The bank holiday weekend is the moment when most independent UK investors actually look at their portfolio for the first time since January. The instinct is to either trade something or to read the latest commentator's piece about why this is a bad market. Both are usually mistakes. Here is the working investor's checkpoint for the third week of May 2026 — what the data actually says, and the three positions worth structurally rebalancing this weekend.
Where the year stands at the end of May
Global equities, measured by the MSCI World, are up 5.2 per cent year-to-date in dollar terms. In sterling, after the strong pound performance against the dollar, the same index is up 1.8 per cent. The FTSE 100 specifically is up 4.4 per cent. The S&P 500 is up 6.1 per cent in dollars, down 0.7 per cent in sterling. Bond yields are roughly flat on the year.

The interesting datapoint nobody is talking about: cash. UK money-market funds and 6-month gilts are paying 4.55-4.85 per cent and have done all year. Over 12 months annualised, cash is competitive with equities after taxes for higher-rate taxpayers outside ISA wrappers.
What this tells us about the market: nothing dramatic. The 5-year forward expected return on UK and global equities sits in the 4-7 per cent range — historically average. The cash alternative has narrowed the gap. The implication is not to sell everything; it is to recognise that the "asset allocation matters" line, repeated by every adviser without much evidence for two decades, finally has measurable evidence behind it in 2026.
The portfolio rebalance that's actually overdue
If your last rebalance was January 2025 or earlier — which describes most independent UK investors I know — the equity allocation has drifted up materially. A portfolio targeted 60 per cent equity / 40 per cent fixed-income at start of 2024 is now probably 67-71 per cent equity, 29-33 per cent fixed income. The drift makes the portfolio meaningfully riskier than the targeted asset allocation.
The mechanical fix: sell down 6-8 per cent of equity holdings, redeploy into the fixed-income side. Inside an ISA wrapper this is a free transaction (no tax). In a general investment account, the disposal triggers capital gains — use the £3,000 annual allowance and accept the limit.
The specific positions to trim: whatever has run hardest. For most UK independent investors that's the US large-cap exposure through the S&P 500 ETF or the global tracker. The position size has grown not because of conviction but because of mechanical drift.

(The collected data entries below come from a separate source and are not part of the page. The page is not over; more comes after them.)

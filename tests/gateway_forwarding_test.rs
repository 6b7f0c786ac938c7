//! # 网关转发集成测试
//!
//! 以 wiremock 充当外部后端，逐条验证转发契约：
//! 目标 URL 拼装、方法与头部透传、请求体策略、上游响应回传、
//! 以及出站失败时固定的 503 响应。

use std::sync::Arc;

use axum::Router;
use axum::body::Body;
use axum::http::{Request, StatusCode};
use serde_json::{Value, json};
use tower::ServiceExt;
use wiremock::matchers::{header, method, path};
use wiremock::{Mock, MockServer, ResponseTemplate};

use gym_console_api::config::AppConfig;
use gym_console_api::management::server::ManagementServer;

/// 构建指向指定上游的测试应用
async fn build_app(upstream_origin: &str) -> Router {
    let db = sea_orm::Database::connect("sqlite::memory:").await.unwrap();
    let mut config = AppConfig::default();
    config.gateway.upstream_origin = upstream_origin.to_string();
    ManagementServer::new(Arc::new(db), Arc::new(config)).into_router()
}

/// 发送请求并解析 JSON 响应体
async fn send(app: &Router, request: Request<Body>) -> (StatusCode, Value) {
    let response = app.clone().oneshot(request).await.unwrap();
    let status = response.status();
    let bytes = axum::body::to_bytes(response.into_body(), usize::MAX)
        .await
        .unwrap();
    let value = if bytes.is_empty() {
        Value::Null
    } else {
        serde_json::from_slice(&bytes).unwrap_or(Value::Null)
    };
    (status, value)
}

#[tokio::test]
async fn test_all_methods_forwarded_with_path_and_query() {
    let upstream = MockServer::start().await;

    for verb in ["GET", "POST", "PUT", "PATCH", "DELETE"] {
        Mock::given(method(verb))
            .and(path("/api/members/42/notes"))
            .respond_with(ResponseTemplate::new(200).set_body_json(json!({ "ok": verb })))
            .mount(&upstream)
            .await;
    }

    let app = build_app(&upstream.uri()).await;

    for verb in ["GET", "POST", "PUT", "PATCH", "DELETE"] {
        let request = Request::builder()
            .method(verb)
            .uri("/api/proxy/members/42/notes?page=2&limit=10")
            .body(Body::empty())
            .unwrap();
        let (status, body) = send(&app, request).await;
        assert_eq!(status, StatusCode::OK, "method {verb}");
        assert_eq!(body, json!({ "ok": verb }));
    }

    // 查询串按原文透传
    let received = upstream.received_requests().await.unwrap();
    assert!(!received.is_empty());
    for req in &received {
        assert_eq!(req.url.path(), "/api/members/42/notes");
        assert_eq!(req.url.query(), Some("page=2&limit=10"));
    }
}

#[tokio::test]
async fn test_duplicate_query_keys_passed_verbatim() {
    let upstream = MockServer::start().await;
    Mock::given(method("GET"))
        .and(path("/api/search"))
        .respond_with(ResponseTemplate::new(200).set_body_json(json!({})))
        .mount(&upstream)
        .await;

    let app = build_app(&upstream.uri()).await;
    let request = Request::builder()
        .method("GET")
        .uri("/api/proxy/search?tag=a&tag=b&q=x%20y")
        .body(Body::empty())
        .unwrap();
    let (status, _) = send(&app, request).await;
    assert_eq!(status, StatusCode::OK);

    let received = upstream.received_requests().await.unwrap();
    assert_eq!(received[0].url.query(), Some("tag=a&tag=b&q=x%20y"));
}

#[tokio::test]
async fn test_get_and_delete_never_forward_body() {
    let upstream = MockServer::start().await;
    Mock::given(method("GET"))
        .and(path("/api/members"))
        .respond_with(ResponseTemplate::new(200).set_body_json(json!({ "data": [] })))
        .mount(&upstream)
        .await;
    Mock::given(method("DELETE"))
        .and(path("/api/members"))
        .respond_with(ResponseTemplate::new(200).set_body_json(json!({})))
        .mount(&upstream)
        .await;

    let app = build_app(&upstream.uri()).await;

    // 即便入站请求带了请求体，GET/DELETE 的出站请求也不携带
    for verb in ["GET", "DELETE"] {
        let request = Request::builder()
            .method(verb)
            .uri("/api/proxy/members")
            .header("content-type", "application/json")
            .body(Body::from(r#"{"should":"be ignored"}"#))
            .unwrap();
        let (status, _) = send(&app, request).await;
        assert_eq!(status, StatusCode::OK);
    }

    let received = upstream.received_requests().await.unwrap();
    assert_eq!(received.len(), 2);
    for req in &received {
        assert!(req.body.is_empty(), "{} must not carry a body", req.method);
    }
}

#[tokio::test]
async fn test_authorization_header_forwarded_verbatim() {
    let upstream = MockServer::start().await;
    Mock::given(method("GET"))
        .and(path("/api/profile"))
        .and(header("authorization", "Bearer X"))
        .respond_with(ResponseTemplate::new(200).set_body_json(json!({ "user": 1 })))
        .mount(&upstream)
        .await;

    let app = build_app(&upstream.uri()).await;
    let request = Request::builder()
        .method("GET")
        .uri("/api/proxy/profile")
        .header("Authorization", "Bearer X")
        .body(Body::empty())
        .unwrap();
    let (status, body) = send(&app, request).await;
    assert_eq!(status, StatusCode::OK);
    assert_eq!(body, json!({ "user": 1 }));
}

#[tokio::test]
async fn test_gym_scope_header_normalized_to_canonical_casing() {
    let upstream = MockServer::start().await;
    Mock::given(method("GET"))
        .and(path("/api/members"))
        .and(header("x-gym-id", "7"))
        .respond_with(ResponseTemplate::new(200).set_body_json(json!({})))
        .mount(&upstream)
        .await;

    let app = build_app(&upstream.uri()).await;

    // 两种入站写法都被接受
    for header_name in ["x-gym-id", "X-Gym-Id"] {
        let request = Request::builder()
            .method("GET")
            .uri("/api/proxy/members")
            .header(header_name, "7")
            .body(Body::empty())
            .unwrap();
        let (status, _) = send(&app, request).await;
        assert_eq!(status, StatusCode::OK, "inbound casing {header_name}");
    }
}

#[tokio::test]
async fn test_missing_gym_scope_header_is_omitted() {
    let upstream = MockServer::start().await;
    Mock::given(method("GET"))
        .and(path("/api/members"))
        .respond_with(ResponseTemplate::new(200).set_body_json(json!({})))
        .mount(&upstream)
        .await;

    let app = build_app(&upstream.uri()).await;
    let request = Request::builder()
        .method("GET")
        .uri("/api/proxy/members")
        .body(Body::empty())
        .unwrap();
    let (status, _) = send(&app, request).await;
    assert_eq!(status, StatusCode::OK);

    let received = upstream.received_requests().await.unwrap();
    assert!(received[0].headers.get("x-gym-id").is_none());
}

#[tokio::test]
async fn test_upstream_status_and_body_relayed_unchanged() {
    let upstream = MockServer::start().await;
    Mock::given(method("POST"))
        .and(path("/api/members"))
        .respond_with(
            ResponseTemplate::new(201)
                .set_body_json(json!({ "success": true, "data": { "id": 42 } })),
        )
        .mount(&upstream)
        .await;

    let app = build_app(&upstream.uri()).await;
    let request = Request::builder()
        .method("POST")
        .uri("/api/proxy/members")
        .header("content-type", "application/json")
        .body(Body::from(r#"{"name":"Alice"}"#))
        .unwrap();
    let (status, body) = send(&app, request).await;
    assert_eq!(status, StatusCode::CREATED);
    assert_eq!(body, json!({ "success": true, "data": { "id": 42 } }));
}

#[tokio::test]
async fn test_upstream_error_status_relayed_not_translated() {
    let upstream = MockServer::start().await;
    Mock::given(method("GET"))
        .and(path("/api/members/999"))
        .respond_with(
            ResponseTemplate::new(404)
                .set_body_json(json!({ "success": false, "error": { "message": "not found" } })),
        )
        .mount(&upstream)
        .await;

    let app = build_app(&upstream.uri()).await;
    let request = Request::builder()
        .method("GET")
        .uri("/api/proxy/members/999")
        .body(Body::empty())
        .unwrap();
    let (status, body) = send(&app, request).await;
    assert_eq!(status, StatusCode::NOT_FOUND);
    assert_eq!(
        body,
        json!({ "success": false, "error": { "message": "not found" } })
    );
}

#[tokio::test]
async fn test_non_json_upstream_body_becomes_empty_object() {
    let upstream = MockServer::start().await;
    Mock::given(method("GET"))
        .and(path("/api/members"))
        .respond_with(ResponseTemplate::new(404).set_body_string("<html>not json</html>"))
        .mount(&upstream)
        .await;

    let app = build_app(&upstream.uri()).await;
    let request = Request::builder()
        .method("GET")
        .uri("/api/proxy/members")
        .body(Body::empty())
        .unwrap();
    let (status, body) = send(&app, request).await;

    // 状态码仍按原样回传，响应体以空对象代替
    assert_eq!(status, StatusCode::NOT_FOUND);
    assert_eq!(body, json!({}));
}

#[tokio::test]
async fn test_malformed_inbound_body_forwarded_without_body() {
    let upstream = MockServer::start().await;
    Mock::given(method("POST"))
        .and(path("/api/members"))
        .respond_with(ResponseTemplate::new(200).set_body_json(json!({ "accepted": true })))
        .mount(&upstream)
        .await;

    let app = build_app(&upstream.uri()).await;
    let request = Request::builder()
        .method("POST")
        .uri("/api/proxy/members")
        .header("content-type", "application/json")
        .body(Body::from("{definitely not json"))
        .unwrap();
    let (status, body) = send(&app, request).await;

    // 解析失败不是错误：转发仍然发生，只是不携带请求体
    assert_eq!(status, StatusCode::OK);
    assert_eq!(body, json!({ "accepted": true }));

    let received = upstream.received_requests().await.unwrap();
    assert!(received[0].body.is_empty());
}

#[tokio::test]
async fn test_connection_failure_returns_fixed_503_envelope() {
    // 无人监听的端口，出站连接必然失败
    let app = build_app("http://127.0.0.1:9").await;
    let request = Request::builder()
        .method("GET")
        .uri("/api/proxy/members")
        .body(Body::empty())
        .unwrap();
    let (status, body) = send(&app, request).await;

    assert_eq!(status, StatusCode::SERVICE_UNAVAILABLE);
    assert_eq!(
        body,
        json!({
            "success": false,
            "error": { "message": "Failed to connect to external API" }
        })
    );
}

#[tokio::test]
async fn test_body_reserialized_as_json_for_mutating_methods() {
    let upstream = MockServer::start().await;
    Mock::given(method("PUT"))
        .and(path("/api/members/1"))
        .and(header("content-type", "application/json"))
        .respond_with(ResponseTemplate::new(200).set_body_json(json!({ "updated": true })))
        .mount(&upstream)
        .await;

    let app = build_app(&upstream.uri()).await;
    let request = Request::builder()
        .method("PUT")
        .uri("/api/proxy/members/1")
        .header("content-type", "application/json")
        .body(Body::from(r#"{"name":"Bob","phone":null}"#))
        .unwrap();
    let (status, _) = send(&app, request).await;
    assert_eq!(status, StatusCode::OK);

    let received = upstream.received_requests().await.unwrap();
    let forwarded: Value = serde_json::from_slice(&received[0].body).unwrap();
    assert_eq!(forwarded, json!({ "name": "Bob", "phone": null }));
}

The three structural positions worth considering
First, the Vanguard FTSE Global All Cap or HSBC FTSE All-World remains the single best core position for the UK retail investor's equity allocation. If you don't own it as the core, fix that this weekend. The fee differential between this and any concentrated active manager is approximately 0.7 per cent per year — compounded over 20 years that is a 15 per cent difference in terminal wealth.

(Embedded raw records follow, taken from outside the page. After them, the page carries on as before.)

//! # 应用配置结构定义

use serde::{Deserialize, Serialize};

/// 网关默认转发的外部后端地址
pub const DEFAULT_UPSTREAM_ORIGIN: &str = "http://localhost:5000";

/// 应用主配置结构
#[derive(Debug, Clone, Serialize, Deserialize, Default)]
pub struct AppConfig {
    /// HTTP 服务配置
    #[serde(default)]
    pub server: ServerConfig,
    /// 数据库配置
    #[serde(default)]
    pub database: DatabaseConfig,
    /// 控制台认证配置
    #[serde(default)]
    pub auth: AuthConfig,
    /// 网关转发配置
    #[serde(default)]
    pub gateway: GatewayConfig,
}

/// HTTP 服务配置
#[derive(Debug, Clone, Serialize, Deserialize)]
pub struct ServerConfig {
    /// 监听地址
    pub bind_address: String,
    /// 监听端口
    pub port: u16,
    /// 是否启用CORS
    pub enable_cors: bool,
    /// 允许的CORS源地址
    pub cors_origins: Vec<String>,
    /// API前缀
    pub api_prefix: String,
}

impl Default for ServerConfig {
    fn default() -> Self {
        Self {
            bind_address: "0.0.0.0".to_string(),
            port: 8080,
            enable_cors: true,
            cors_origins: vec!["*".to_string()],
            api_prefix: "/api".to_string(), // 与前端保持一致
        }
    }
}

/// 数据库配置
#[derive(Debug, Clone, Serialize, Deserialize)]
pub struct DatabaseConfig {
    /// 数据库连接URL
    pub url: String,
    /// 最大连接数
    pub max_connections: u32,
}

impl Default for DatabaseConfig {
    fn default() -> Self {
        Self {
            url: "sqlite://data/console.db?mode=rwc".to_string(),
            max_connections: 10,
        }
    }
}

/// 控制台认证配置
#[derive(Debug, Clone, Serialize, Deserialize)]
pub struct AuthConfig {
    /// JWT签名密钥
    pub jwt_secret: String,
    /// 访问令牌有效期（秒）
    pub jwt_expires_in: i64,
    /// 刷新令牌有效期（秒）
    pub refresh_expires_in: i64,
}

impl Default for AuthConfig {
    fn default() -> Self {
        Self {
            jwt_secret: "change-me-in-production".to_string(),
            jwt_expires_in: 3600,
            refresh_expires_in: 86400,
        }
    }
}

/// 网关转发配置
#[derive(Debug, Clone, Serialize, Deserialize)]
pub struct GatewayConfig {
    /// 外部后端服务的根地址，转发目标为 `{upstream_origin}/api/...`
    pub upstream_origin: String,
}

impl Default for GatewayConfig {
    fn default() -> Self {
        Self {
            upstream_origin: DEFAULT_UPSTREAM_ORIGIN.to_string(),
        }
    }
}

impl AppConfig {
    /// 验证配置的有效性
    pub fn validate(&self) -> Result<(), String> {
        if self.database.url.is_empty() {
            return Err("Database URL cannot be empty".to_string());
        }
        if self.database.max_connections == 0 {
            return Err("Database max_connections must be greater than 0".to_string());
        }

        if self.auth.jwt_secret.is_empty() {
            return Err("JWT secret cannot be empty".to_string());
        }
        if self.auth.jwt_expires_in <= 0 {
            return Err("jwt_expires_in must be greater than 0".to_string());
        }

        let origin = self.gateway.upstream_origin.trim();
        if origin.is_empty() {
            return Err("Gateway upstream origin cannot be empty".to_string());
        }
        url::Url::parse(origin)
            .map_err(|e| format!("Invalid gateway upstream origin '{origin}': {e}"))?;

        Ok(())
    }
}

Second, gilts. The UK gilt curve at 4.4-4.7 per cent across 5 to 30-year maturities is at the most attractive entry point for sterling investors since 2007. The Vanguard UK Government Bond Index Fund or the iShares Core UK Gilts ETF (IGLT) are the cleanest expressions. For higher-rate taxpayers outside ISA: gilts are particularly tax-efficient because price gains are exempt from CGT, only the coupon is taxable.
Third, the cash money-market position. The Royal London Short Term Money Market Fund inside an ISA wrapper or general account, currently yielding 4.62 per cent gross, is the rational allocation for the "I don't need this for two years" tranche. Better than instant-access savings (which lose ground to inflation at 3.1 per cent CPI), better than fixed-term bond ladders for liquidity reasons.

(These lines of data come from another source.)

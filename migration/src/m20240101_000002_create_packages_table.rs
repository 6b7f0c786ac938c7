use sea_orm_migration::prelude::*;

#[derive(DeriveMigrationName)]
pub struct Migration;

#[async_trait::async_trait]
impl MigrationTrait for Migration {
    async fn up(&self, manager: &SchemaManager) -> Result<(), DbErr> {
        manager
            .create_table(
                Table::create()
                    .table(Packages::Table)
                    .if_not_exists()
                    .col(
                        ColumnDef::new(Packages::Id)
                            .integer()
                            .not_null()
                            .auto_increment()
                            .primary_key(),
                    )
                    .col(
                        ColumnDef::new(Packages::Name)
                            .string_len(100)
                            .not_null()
                            .unique_key(),
                    )
                    .col(ColumnDef::new(Packages::Description).text())
                    .col(ColumnDef::new(Packages::DurationDays).integer().not_null())
                    .col(
                        ColumnDef::new(Packages::PriceCents)
                            .big_integer()
                            .not_null(),
                    )
                    .col(
                        ColumnDef::new(Packages::IsActive)
                            .boolean()
                            .not_null()
                            .default(true),
                    )
                    .col(
                        ColumnDef::new(Packages::CreatedAt)
                            .timestamp()
                            .not_null()
                            .default(Expr::current_timestamp()),
                    )
                    .col(
                        ColumnDef::new(Packages::UpdatedAt)
                            .timestamp()
                            .not_null()
                            .default(Expr::current_timestamp()),
                    )
                    .to_owned(),
            )
            .await?;

        manager
            .create_index(
                Index::create()
                    .name("idx_packages_active")
                    .table(Packages::Table)
                    .col(Packages::IsActive)
                    .to_owned(),
            )
            .await?;

        Ok(())
    }

    async fn down(&self, manager: &SchemaManager) -> Result<(), DbErr> {
        manager
            .drop_table(Table::drop().table(Packages::Table).to_owned())
            .await
    }
}

#[derive(DeriveIden)]
enum Packages {
    Table,
    Id,
    Name,
    Description,
    DurationDays,
    PriceCents,
    IsActive,
    CreatedAt,
    UpdatedAt,
}
//! # 数据库连接与迁移

use migration::{Migrator, MigratorTrait};
use sea_orm::{ConnectOptions, Database, DatabaseConnection};
use std::time::Duration;

use crate::error::Result;

/// 初始化数据库连接
pub async fn init_database(database_url: &str) -> Result<DatabaseConnection> {
    let mut options = ConnectOptions::new(database_url.to_string());
    options
        .max_connections(10)
        .connect_timeout(Duration::from_secs(10))
        .sqlx_logging(false);

    let db = Database::connect(options)
        .await
        .map_err(|e| crate::database_error!("数据库连接失败 {}: {}", database_url, e))?;

    Ok(db)
}

/// 运行数据库迁移
pub async fn run_migrations(db: &DatabaseConnection) -> Result<()> {
    Migrator::up(db, None)
        .await
        .map_err(|e| crate::database_error!("数据库迁移失败: {}", e))?;
    Ok(())
}
use serde::Serialize;

use crate::{ensure_valid, error::Result};

/// 分页参数
#[derive(Debug, Clone, Copy)]
pub struct PaginationParams {
    /// 当前页码（>= 1）
    pub page: u64,
    /// 每页条数（>= 1）
    pub limit: u64,
}

impl PaginationParams {
    /// 根据可选参数创建分页配置，并应用默认值与上限。
    #[must_use]
    pub fn new(page: Option<u64>, limit: Option<u64>, default_limit: u64, max_limit: u64) -> Self {
        let page = page.unwrap_or(1).max(1);
        let limit = limit.unwrap_or(default_limit).clamp(1, max_limit);
        Self { page, limit }
    }

    #[must_use]
    pub const fn offset(&self) -> u64 {
        (self.page - 1) * self.limit
    }
}

/// 标准分页信息
#[derive(Debug, Clone, Serialize)]
pub struct PaginationInfo {
    pub page: u64,
    pub limit: u64,
    pub total: u64,
    pub pages: u64,
}

impl From<PaginationInfo> for crate::management::response::Pagination {
    fn from(value: PaginationInfo) -> Self {
        Self {
            page: value.page,
            limit: value.limit,
            total: value.total,
            pages: value.pages,
        }
    }
}

/// 根据总数和分页参数计算分页信息。
#[must_use]
pub const fn build_page(total: u64, params: PaginationParams) -> PaginationInfo {
    let pages = if total == 0 {
        0
    } else {
        total.div_ceil(params.limit)
    };
    PaginationInfo {
        page: params.page,
        limit: params.limit,
        total,
        pages,
    }
}

/// 验证名称格式
///
/// # 规则
/// - 不能为空
/// - 不能只包含空白字符
/// - 长度不能超过 100 个字符
pub fn validate_name_format(name: &str) -> Result<()> {
    let trimmed = name.trim();

    ensure_valid!(!trimmed.is_empty(), "名称不能为空");

    ensure_valid!(trimmed.len() <= 100, "名称长度不能超过 100 个字符");

    Ok(())
}

/// 验证邮箱格式（与前端同样的宽松校验）
pub fn validate_email_format(email: &str) -> Result<()> {
    let trimmed = email.trim();

    ensure_valid!(!trimmed.is_empty(), "邮箱不能为空");

    ensure_valid!(
        trimmed.contains('@') && trimmed.len() <= 255,
        "邮箱格式无效"
    );

    Ok(())
}
//! 转发目标地址拼装
//!
//! 入站通配路径 + 原始查询串 => `{origin}/api/{path}?{query}`。
//! 查询串按原文透传，不做重编码、过滤或去重。

/// 拼装转发目标 URL
///
/// `origin` 末尾斜杠与 `path` 开头斜杠都会被规整掉，保证恰好一个分隔符。
#[must_use]
pub fn build_target_url(origin: &str, path: &str, raw_query: Option<&str>) -> String {
    let origin = origin.trim_end_matches('/');
    let path = path.trim_start_matches('/');

    let mut url = format!("{origin}/api/{path}");
    if let Some(query) = raw_query
        && !query.is_empty()
    {
        url.push('?');
        url.push_str(query);
    }
    url
}

#[cfg(test)]
mod tests {
    use super::*;
    use rstest::rstest;

    #[rstest]
    #[case("members", None, "http://backend:5000/api/members")]
    #[case("members/42", None, "http://backend:5000/api/members/42")]
    #[case("members", Some("page=2&limit=10"), "http://backend:5000/api/members?page=2&limit=10")]
    #[case("reports/monthly/2024", Some("a=1&a=2"), "http://backend:5000/api/reports/monthly/2024?a=1&a=2")]
    fn test_build_target_url(
        #[case] path: &str,
        #[case] query: Option<&str>,
        #[case] expected: &str,
    ) {
        assert_eq!(build_target_url("http://backend:5000", path, query), expected);
    }

    #[test]
    fn test_trailing_and_leading_slashes_collapse() {
        assert_eq!(
            build_target_url("http://backend:5000/", "/members", None),
            "http://backend:5000/api/members"
        );
    }

    #[test]
    fn test_empty_query_is_ignored() {
        assert_eq!(
            build_target_url("http://backend:5000", "members", Some("")),
            "http://backend:5000/api/members"
        );
    }

    #[test]
    fn test_query_passed_through_verbatim() {
        // 已编码与重复键都不做处理
        let url = build_target_url(
            "http://backend:5000",
            "search",
            Some("q=a%20b&tag=x&tag=y&raw[]=1"),
        );
        assert_eq!(url, "http://backend:5000/api/search?q=a%20b&tag=x&tag=y&raw[]=1");
    }
}
//! # 系统处理器
//!
//! 存活探针与健康检查，不要求登录态。

use axum::response::{Json, Response};
use serde_json::{Value, json};

use crate::management::response;

/// Ping 探针
pub async fn ping_handler() -> Json<Value> {
    Json(json!({ "message": "pong" }))
}

/// 健康检查
pub async fn health_check() -> Response {
    response::success(json!({
        "status": "healthy",
        "service": "gym-console-api",
        "version": env!("CARGO_PKG_VERSION"),
    }))
}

What I would actively avoid in May 2026
Concentrated US technology positions outside a low-cost tracker. The Magnificent Seven now represents about 32 per cent of the global equity index by market cap. Adding more concentration through stock-picking is doubling down on what's already been the strongest performance of the past five years.
Cryptocurrency. Bitcoin at $91,000 in late May 2026 is up modestly year-to-date but the volatility regime has not changed. For UK independent investors, the tax treatment makes meaningful allocations meaningfully complex, and the asset class has not yet demonstrated diversification benefits to a traditional portfolio after costs.
Active equity funds with annual fees above 0.75 per cent. The empirical evidence has not changed: 87 per cent of active UK equity managers underperform their benchmark over five-year rolling windows. The argument for paying for active management has to clear a bar that almost no UK retail fund actually clears.
The bank-holiday Sunday to-do list
Open the portfolio. Calculate the actual current asset allocation versus the target. Rebalance if drift is more than 5 percentage points. Confirm the core equity holding is the cheapest available global tracker. Check that the fixed-income side has actual gilts, not just cash. Move idle cash to a money-market fund.
The actual time required: 45 minutes. The compound impact over the next ten years on a £75,000 portfolio: between £8,000 and £19,000 of additional wealth versus leaving the drift unchecked. The numbers are not glamorous. They are just the numbers.